EXERCISE DESCRIPTION: Only the number should be given: how many lines below contain "AudioTrack".

AVAILABLE DATA:
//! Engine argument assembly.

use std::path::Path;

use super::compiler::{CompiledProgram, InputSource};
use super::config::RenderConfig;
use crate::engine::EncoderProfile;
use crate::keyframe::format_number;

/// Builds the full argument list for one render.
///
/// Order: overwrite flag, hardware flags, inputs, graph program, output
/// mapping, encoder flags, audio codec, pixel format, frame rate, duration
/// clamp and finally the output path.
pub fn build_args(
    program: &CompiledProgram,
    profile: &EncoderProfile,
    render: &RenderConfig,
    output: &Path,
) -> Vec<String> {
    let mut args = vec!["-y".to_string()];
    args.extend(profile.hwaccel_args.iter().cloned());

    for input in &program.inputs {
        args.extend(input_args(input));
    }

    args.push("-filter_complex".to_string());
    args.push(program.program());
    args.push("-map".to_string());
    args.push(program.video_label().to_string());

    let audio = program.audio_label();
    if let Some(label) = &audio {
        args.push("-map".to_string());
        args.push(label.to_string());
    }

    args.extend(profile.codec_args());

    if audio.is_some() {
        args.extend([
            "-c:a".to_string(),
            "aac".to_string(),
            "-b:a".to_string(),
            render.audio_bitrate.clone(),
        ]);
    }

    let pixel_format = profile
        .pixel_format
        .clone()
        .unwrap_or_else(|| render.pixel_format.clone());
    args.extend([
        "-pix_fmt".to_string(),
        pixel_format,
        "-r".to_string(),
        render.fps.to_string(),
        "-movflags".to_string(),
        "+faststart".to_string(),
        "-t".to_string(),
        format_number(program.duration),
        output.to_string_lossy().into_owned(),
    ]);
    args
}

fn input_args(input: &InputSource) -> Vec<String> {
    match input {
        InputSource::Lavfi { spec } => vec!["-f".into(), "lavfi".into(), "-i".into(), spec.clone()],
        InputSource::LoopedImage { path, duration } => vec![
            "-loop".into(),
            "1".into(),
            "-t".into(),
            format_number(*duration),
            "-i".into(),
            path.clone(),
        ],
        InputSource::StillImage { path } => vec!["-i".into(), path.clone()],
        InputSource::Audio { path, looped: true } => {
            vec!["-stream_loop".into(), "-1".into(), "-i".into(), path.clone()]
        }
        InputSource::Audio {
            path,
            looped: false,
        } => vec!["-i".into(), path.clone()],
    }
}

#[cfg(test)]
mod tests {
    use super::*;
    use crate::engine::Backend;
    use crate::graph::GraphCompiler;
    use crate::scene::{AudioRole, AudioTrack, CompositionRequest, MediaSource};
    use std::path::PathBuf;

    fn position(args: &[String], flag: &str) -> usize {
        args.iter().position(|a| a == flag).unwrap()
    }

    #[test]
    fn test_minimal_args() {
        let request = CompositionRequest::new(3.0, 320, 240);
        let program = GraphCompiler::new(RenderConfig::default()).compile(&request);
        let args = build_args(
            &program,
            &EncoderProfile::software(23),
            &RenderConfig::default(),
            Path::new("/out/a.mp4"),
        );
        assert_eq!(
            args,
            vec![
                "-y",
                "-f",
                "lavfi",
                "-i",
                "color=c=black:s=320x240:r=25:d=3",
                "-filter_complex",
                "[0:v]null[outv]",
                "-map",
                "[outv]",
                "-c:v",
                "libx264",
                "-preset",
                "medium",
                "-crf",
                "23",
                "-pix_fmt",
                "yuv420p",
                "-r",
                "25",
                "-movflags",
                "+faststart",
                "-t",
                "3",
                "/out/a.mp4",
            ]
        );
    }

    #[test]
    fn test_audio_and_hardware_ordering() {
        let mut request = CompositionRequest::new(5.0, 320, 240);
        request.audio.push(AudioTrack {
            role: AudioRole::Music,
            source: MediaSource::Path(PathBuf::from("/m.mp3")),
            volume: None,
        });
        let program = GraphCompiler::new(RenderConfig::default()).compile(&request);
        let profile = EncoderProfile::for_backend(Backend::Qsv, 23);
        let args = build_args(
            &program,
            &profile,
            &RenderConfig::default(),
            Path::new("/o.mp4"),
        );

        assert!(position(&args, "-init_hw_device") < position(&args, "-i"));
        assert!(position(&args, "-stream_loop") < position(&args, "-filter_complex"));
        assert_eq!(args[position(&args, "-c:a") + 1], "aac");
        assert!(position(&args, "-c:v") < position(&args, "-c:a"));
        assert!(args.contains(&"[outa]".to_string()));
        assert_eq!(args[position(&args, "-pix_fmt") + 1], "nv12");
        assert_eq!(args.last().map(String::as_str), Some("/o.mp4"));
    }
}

---

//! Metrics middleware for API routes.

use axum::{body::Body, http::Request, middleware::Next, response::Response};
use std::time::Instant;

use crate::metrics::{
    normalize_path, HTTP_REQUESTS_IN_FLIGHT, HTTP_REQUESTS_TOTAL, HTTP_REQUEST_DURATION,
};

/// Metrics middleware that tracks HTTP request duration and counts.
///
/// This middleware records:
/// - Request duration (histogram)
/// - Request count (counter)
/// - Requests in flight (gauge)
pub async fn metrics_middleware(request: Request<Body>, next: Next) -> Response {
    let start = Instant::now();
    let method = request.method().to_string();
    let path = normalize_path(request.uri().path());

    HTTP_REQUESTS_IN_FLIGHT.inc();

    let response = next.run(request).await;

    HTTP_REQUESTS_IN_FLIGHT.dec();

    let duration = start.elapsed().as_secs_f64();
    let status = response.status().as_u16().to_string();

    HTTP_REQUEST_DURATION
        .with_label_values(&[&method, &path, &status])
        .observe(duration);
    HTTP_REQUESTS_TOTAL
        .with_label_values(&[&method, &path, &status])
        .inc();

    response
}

* * *

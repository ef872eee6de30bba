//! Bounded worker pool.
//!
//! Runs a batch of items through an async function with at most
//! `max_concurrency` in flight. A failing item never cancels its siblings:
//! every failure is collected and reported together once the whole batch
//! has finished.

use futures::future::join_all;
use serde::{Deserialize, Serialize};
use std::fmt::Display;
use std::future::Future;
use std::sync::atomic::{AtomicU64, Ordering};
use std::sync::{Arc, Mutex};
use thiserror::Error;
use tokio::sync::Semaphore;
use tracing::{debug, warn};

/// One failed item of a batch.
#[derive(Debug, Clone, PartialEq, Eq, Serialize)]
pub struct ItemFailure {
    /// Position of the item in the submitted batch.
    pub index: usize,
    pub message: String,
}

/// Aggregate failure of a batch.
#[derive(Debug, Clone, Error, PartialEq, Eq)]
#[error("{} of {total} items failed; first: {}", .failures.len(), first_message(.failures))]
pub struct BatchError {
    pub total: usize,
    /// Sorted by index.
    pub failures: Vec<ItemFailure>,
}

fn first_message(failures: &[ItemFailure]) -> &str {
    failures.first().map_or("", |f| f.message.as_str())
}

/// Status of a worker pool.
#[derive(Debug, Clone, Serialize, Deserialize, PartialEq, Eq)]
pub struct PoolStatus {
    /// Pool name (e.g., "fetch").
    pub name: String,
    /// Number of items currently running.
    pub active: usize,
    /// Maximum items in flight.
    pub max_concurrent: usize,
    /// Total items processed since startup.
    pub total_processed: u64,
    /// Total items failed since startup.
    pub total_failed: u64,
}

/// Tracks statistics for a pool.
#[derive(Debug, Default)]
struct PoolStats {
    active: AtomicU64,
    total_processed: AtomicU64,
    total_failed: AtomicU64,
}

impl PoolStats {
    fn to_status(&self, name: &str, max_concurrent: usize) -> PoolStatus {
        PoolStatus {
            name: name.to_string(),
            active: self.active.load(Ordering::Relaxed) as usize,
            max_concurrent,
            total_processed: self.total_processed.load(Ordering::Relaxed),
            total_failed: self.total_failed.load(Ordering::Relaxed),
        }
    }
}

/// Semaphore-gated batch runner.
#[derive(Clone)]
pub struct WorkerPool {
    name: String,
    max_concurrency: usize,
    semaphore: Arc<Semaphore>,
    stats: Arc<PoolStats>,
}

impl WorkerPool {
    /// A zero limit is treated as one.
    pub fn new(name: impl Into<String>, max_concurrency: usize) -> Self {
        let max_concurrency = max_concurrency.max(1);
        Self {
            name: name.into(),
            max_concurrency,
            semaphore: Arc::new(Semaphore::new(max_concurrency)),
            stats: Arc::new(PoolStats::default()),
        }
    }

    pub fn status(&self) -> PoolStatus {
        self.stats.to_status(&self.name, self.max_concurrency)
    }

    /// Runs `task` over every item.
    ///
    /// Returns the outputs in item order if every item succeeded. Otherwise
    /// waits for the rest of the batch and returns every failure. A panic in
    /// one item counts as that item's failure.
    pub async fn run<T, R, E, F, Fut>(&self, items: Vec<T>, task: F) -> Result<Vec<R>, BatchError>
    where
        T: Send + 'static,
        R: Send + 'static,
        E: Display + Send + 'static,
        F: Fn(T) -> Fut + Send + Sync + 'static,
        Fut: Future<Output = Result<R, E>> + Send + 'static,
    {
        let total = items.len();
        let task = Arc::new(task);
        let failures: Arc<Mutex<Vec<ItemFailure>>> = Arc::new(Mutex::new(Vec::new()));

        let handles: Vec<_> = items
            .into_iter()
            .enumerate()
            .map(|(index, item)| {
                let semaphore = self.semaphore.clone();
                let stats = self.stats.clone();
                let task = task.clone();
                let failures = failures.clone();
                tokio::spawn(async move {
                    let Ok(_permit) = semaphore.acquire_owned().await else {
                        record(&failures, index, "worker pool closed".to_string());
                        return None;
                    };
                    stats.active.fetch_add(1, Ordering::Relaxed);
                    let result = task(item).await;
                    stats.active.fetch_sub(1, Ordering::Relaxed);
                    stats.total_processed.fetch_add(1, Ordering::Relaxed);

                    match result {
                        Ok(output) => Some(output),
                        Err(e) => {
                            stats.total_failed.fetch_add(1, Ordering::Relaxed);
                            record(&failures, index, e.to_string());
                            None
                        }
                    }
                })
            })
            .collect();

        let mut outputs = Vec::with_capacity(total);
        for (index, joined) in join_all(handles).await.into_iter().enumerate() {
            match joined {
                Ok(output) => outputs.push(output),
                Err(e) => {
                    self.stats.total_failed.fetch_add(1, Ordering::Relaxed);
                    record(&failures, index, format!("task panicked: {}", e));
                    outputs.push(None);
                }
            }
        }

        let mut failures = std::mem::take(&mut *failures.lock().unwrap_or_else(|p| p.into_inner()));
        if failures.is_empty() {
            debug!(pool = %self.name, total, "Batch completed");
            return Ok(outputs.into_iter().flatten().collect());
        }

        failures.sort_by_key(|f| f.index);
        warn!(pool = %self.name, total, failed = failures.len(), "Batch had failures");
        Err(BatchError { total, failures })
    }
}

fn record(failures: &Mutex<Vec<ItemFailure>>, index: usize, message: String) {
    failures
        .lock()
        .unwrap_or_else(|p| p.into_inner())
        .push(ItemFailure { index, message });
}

ANSWER TO THE PROBLEM: 2